Due to their physiological functions our mucosal surfaces are in direct contact to the environment and thus represent the major port of entry for pathogens. To protect the body from severe infections an effective mucosal immune system is indispensable. We are studying respiratory tract infections with the focus on influenza and pneumococci, which represent the most frequent viral and bacterial infectious agents for pneumonia in humans. A major focus of our research is to study molecular and cellular processes during coinfection with influenza and pneumococci and here in particular the immunological functions of the alveolar epithelium in host defense.

Prof Dr Dunja Bruder


Prof Dr Dunja Bruder
Head of Research Group

Our Research

Lower respiratory tract infections belong to the most frequent causes of death worldwide and also in Germany.
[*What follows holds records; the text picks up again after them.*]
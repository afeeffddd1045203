//! Resolvers apply one tick's collected commands to the registry.
//!
//! The physics step is a fixed sequence of resolvers, each owning one part of
//! the tick:
//!
//! 1. [`BulletResolver`]: retire finished bullets, advance the rest, then
//!    resolve bullet/robot, bullet/bullet and bullet/wall contacts
//! 2. [`PhysicsResolver`]: robot turning, movement, wall and robot bumps,
//!    firing, gun cooling and inactivity drain
//!
//! # Invariants
//!
//! - Resolvers run on the driver thread only and see the full command set
//! - Per-robot work follows [`TurnInput::order`], never declaration order
//! - [`TurnInput::order`] is drawn with [`resolution_order`], independently
//!   of the order robots were woken in
//! - Given the same registry and input, a resolver produces the same result

mod bullets;
mod physics;

pub use bullets::BulletResolver;
pub use physics::{next_velocity, PhysicsResolver, ACCELERATION, DECELERATION, MAX_VELOCITY};

use rand::seq::SliceRandom;
use rand::Rng;

use crate::command::RobotCommand;
use crate::config::BattleRules;
use crate::entity::RobotId;
use crate::registry::Registry;

/// Commands collected for one tick.
#[derive(Debug, Clone, Default)]
pub struct TurnInput {
    /// Tick within the round
    pub time: u64,
    /// This tick's random resolution order
    pub order: Vec<RobotId>,
    /// Command per robot index; `None` when the robot was skipped or idle
    pub commands: Vec<Option<RobotCommand>>,
}

impl TurnInput {
    /// Input with no commands for `robot_count` robots.
    #[must_use]
    pub fn empty(time: u64, order: Vec<RobotId>, robot_count: usize) -> Self {
        Self {
            time,
            order,
            commands: vec![None; robot_count],
        }
    }

    /// Command collected for a robot.
    #[must_use]
    pub fn command(&self, id: RobotId) -> Option<&RobotCommand> {
        self.commands.get(id.index()).and_then(Option::as_ref)
    }
}

/// A uniformly random order for resolving `count` robots.
///
/// Drawn separately from the wake order; the wake order never reaches the
/// physics step.
pub fn resolution_order<R: Rng + ?Sized>(count: usize, rng: &mut R) -> Vec<RobotId> {
    let mut order: Vec<RobotId> = (0..count).map(RobotId::new).collect();
    order.shuffle(rng);
    order
}

/// One stage of the physics step.
///
/// # Example
///
/// ```
/// use robobattle_core::config::BattleRules;
/// use robobattle_core::registry::Registry;
/// use robobattle_core::resolver::{Resolver, TurnInput};
///
/// struct Noop;
///
/// impl Resolver for Noop {
///     fn name(&self) -> &'static str {
///         "noop"
///     }
///
///     fn resolve(&self, _input: &TurnInput, _rules: &BattleRules, _registry: &mut Registry) {}
/// }
/// ```
pub trait Resolver: Send + Sync {
    /// Short name for logs.
    fn name(&self) -> &'static str;

    /// Applies this stage to the registry.
    fn resolve(&self, input: &TurnInput, rules: &BattleRules, registry: &mut Registry);
}

/// The resolvers of the standard physics step, in order.
#[must_use]
pub fn default_resolvers() -> Vec<Box<dyn Resolver>> {
    vec![Box::new(BulletResolver::new()), Box::new(PhysicsResolver::new())]
}
//! Runs a battle described in a JSON file with the built-in sample robots.
//!
//! ```text
//! robobattle --config battle.json --rounds 3 --seed 7
//! ```
//!
//! A battle file holds an optional `battle` section (a `BattleConfig`) and a
//! list of contestants, each either a robot class name or a team:
//!
//! ```json
//! {
//!   "battle": { "rules": { "rounds": 5 } },
//!   "robots": [
//!     "sample.Tracker",
//!     { "team": "Ducks", "members": ["sample.SittingDuck", "sample.Spinner"] }
//!   ]
//! }
//! ```

mod samples;

use std::fs;
use std::path::PathBuf;

use anyhow::{Context, Result};
use clap::Parser;
use robobattle_core::config::WakePolicy;
use robobattle_core::prelude::*;
use robobattle_core::telemetry::{TelemetryConfig, TelemetryObserver};
use serde::Deserialize;
use tracing::info;
use tracing_subscriber::EnvFilter;

#[derive(Parser, Debug)]
#[command(name = "robobattle", version, about = "Run a robot battle from a JSON battle file")]
struct Cli {
    /// Battle file to run.
    #[arg(short, long)]
    config: PathBuf,

    /// Override the number of rounds.
    #[arg(long)]
    rounds: Option<u32>,

    /// Override the battle seed.
    #[arg(long)]
    seed: Option<u64>,

    /// Wake all robots at once instead of one after another.
    #[arg(long)]
    parallel: bool,

    /// Cap the simulation speed in ticks per second.
    #[arg(long)]
    max_tps: Option<u32>,

    /// Log periodic per-robot telemetry reports.
    #[arg(long)]
    telemetry: bool,

    /// Emit logs as JSON lines.
    #[arg(long)]
    json_logs: bool,
}

/// Contents of a battle file.
#[derive(Debug, Deserialize)]
struct BattleFile {
    #[serde(default)]
    battle: BattleConfig,
    robots: Vec<ContestantFile>,
}

#[derive(Debug, Deserialize)]
#[serde(untagged)]
enum ContestantFile {
    Robot(String),
    Team { team: String, members: Vec<String> },
}

impl BattleFile {
    fn apply(&mut self, cli: &Cli) {
        if let Some(rounds) = cli.rounds {
            self.battle.rules.rounds = rounds;
        }
        if let Some(seed) = cli.seed {
            self.battle.seed = seed;
        }
        if cli.parallel {
            self.battle.budget.policy = WakePolicy::Parallel;
        }
        if cli.max_tps.is_some() {
            self.battle.max_tps = cli.max_tps;
        }
    }

    fn builder(&self) -> Result<BattleBuilder> {
        let budget = self.battle.budget.turn_budget();
        let sample = |name: &str| {
            samples::lookup(name, budget).with_context(|| {
                format!(
                    "no sample robot for {name}; known classes: {}",
                    samples::SAMPLE_NAMES.join(", ")
                )
            })
        };

        let mut builder = Battle::builder(self.battle.clone());
        for contestant in &self.robots {
            builder = match contestant {
                ContestantFile::Robot(name) => builder.robot(sample(name)?),
                ContestantFile::Team { team, members } => {
                    let members = members.iter().map(|m| sample(m)).collect::<Result<_>>()?;
                    builder.team(team.clone(), members)
                }
            };
        }
        Ok(builder)
    }
}

fn init_tracing(json: bool) {
    let filter = EnvFilter::try_from_default_env().unwrap_or_else(|_| EnvFilter::new("info"));
    if json {
        tracing_subscriber::fmt()
            .with_env_filter(filter)
            .with_target(false)
            .json()
            .init();
    } else {
        tracing_subscriber::fmt()
            .with_env_filter(filter)
            .with_target(false)
            .compact()
            .init();
    }
}

fn print_results(results: &[ContestantResult]) {
    println!(
        "{:<5} {:<32} {:>8} {:>9} {:>7} {:>8} {:>6} {:>4} {:>4} {:>4}",
        "Rank", "Name", "Total", "Survival", "Bonus", "Damage", "Kills", "1st", "2nd", "3rd"
    );
    for result in results {
        let score = &result.score;
        println!(
            "{:<5} {:<32} {:>8.0} {:>9.0} {:>7.0} {:>8.0} {:>6.0} {:>4} {:>4} {:>4}",
            result.rank,
            result.name,
            result.total_score(),
            score.survival,
            score.last_survivor_bonus,
            score.bullet_damage,
            score.bullet_kill_bonus,
            score.firsts,
            score.seconds,
            score.thirds,
        );
    }
}

fn main() -> Result<()> {
    let cli = Cli::parse();
    init_tracing(cli.json_logs);

    let text = fs::read_to_string(&cli.config)
        .with_context(|| format!("failed to read battle file: {}", cli.config.display()))?;
    let mut file: BattleFile = serde_json::from_str(&text)
        .with_context(|| format!("invalid battle file: {}", cli.config.display()))?;
    file.apply(&cli);

    let mut builder = file.builder()?;
    if cli.telemetry {
        builder = builder.observer(Box::new(TelemetryObserver::new(TelemetryConfig::default())));
    }
    let mut battle = builder.build().context("failed to set up battle")?;

    info!(
        robots = battle.registry().robots().len(),
        rounds = file.battle.rules.rounds,
        seed = file.battle.seed,
        "starting battle"
    );
    let results = battle.run().context("battle failed")?;
    print_results(&results);
    Ok(())
}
Streptococcus pneumoniae (the pneumococcus) and influenza represent the most important bacterial and viral causative agent of pneumonia. While both pathogens alone can cause severe courses of pneumonia they can also act together establishing so-called coinfections with fatal outcome. Here, the preceding influenza infection impairs immunity to secondary pneumococcal infection which in consequence cannot be efficiently controlled and thus may enter the blood stream. If untreated, systemic dissemination of the bacterial pathogen (septicemia) induces overshooting and immune responses and death within a short period of time.

Using mouse infection models to study the underlying mechanisms for enhanced susceptibility to bacterial coinfection following influenza the major focus of our research is to decipher in very much detail the immunological functions of the alveolar epithelium, particularly the type II alveolar epithelial cells (AECII). In previous studies we have shown that AECII exhibit important functions not only in the induction but also the regulation of adaptive immunity. Moreover, we demonstrated that in the early phase of influenza infection AECII act as a kind of integrative unit that integrates pathogen-derived danger signals and inflammatory signals derived from other lung sentinel cells and exhibit crucial functions in the initiation of antiviral immunity in the lung. Based on these findings we currently study how preceding influenza infection alters the immunological response of AECII to pneumococci and to what extend this may contribute to the dysregulated immune response to secondary bacterial infection following influenza.

We have previously shown that influenza infection induces lung-term enhanced susceptibility to bacterial pathogens, i.e. even weeks after the virus has been eliminated the immune response to pneumococci is altered. Next to deciphering local virus-induced changes in lung immunity we as well study how influenza pneumonia sustainably alters hematopoiesis of immune cells in the bone marrow. Here we focus on myeloid cells which exhibit crucial functions in the early defense against bacterial pathogens.  

Next to using mouse models to study infectious diseases we teamed up with clinicians to study the role of secretory immunoglobulins in the altered immune response to pneumococci in asthmatic patients. Another clinically-oriented project focusses on the only recently described mucosal-associated invariant T cells (MAIT) and their role in age-associated enhanced susceptibility to Clostridium difficile infections in human patients.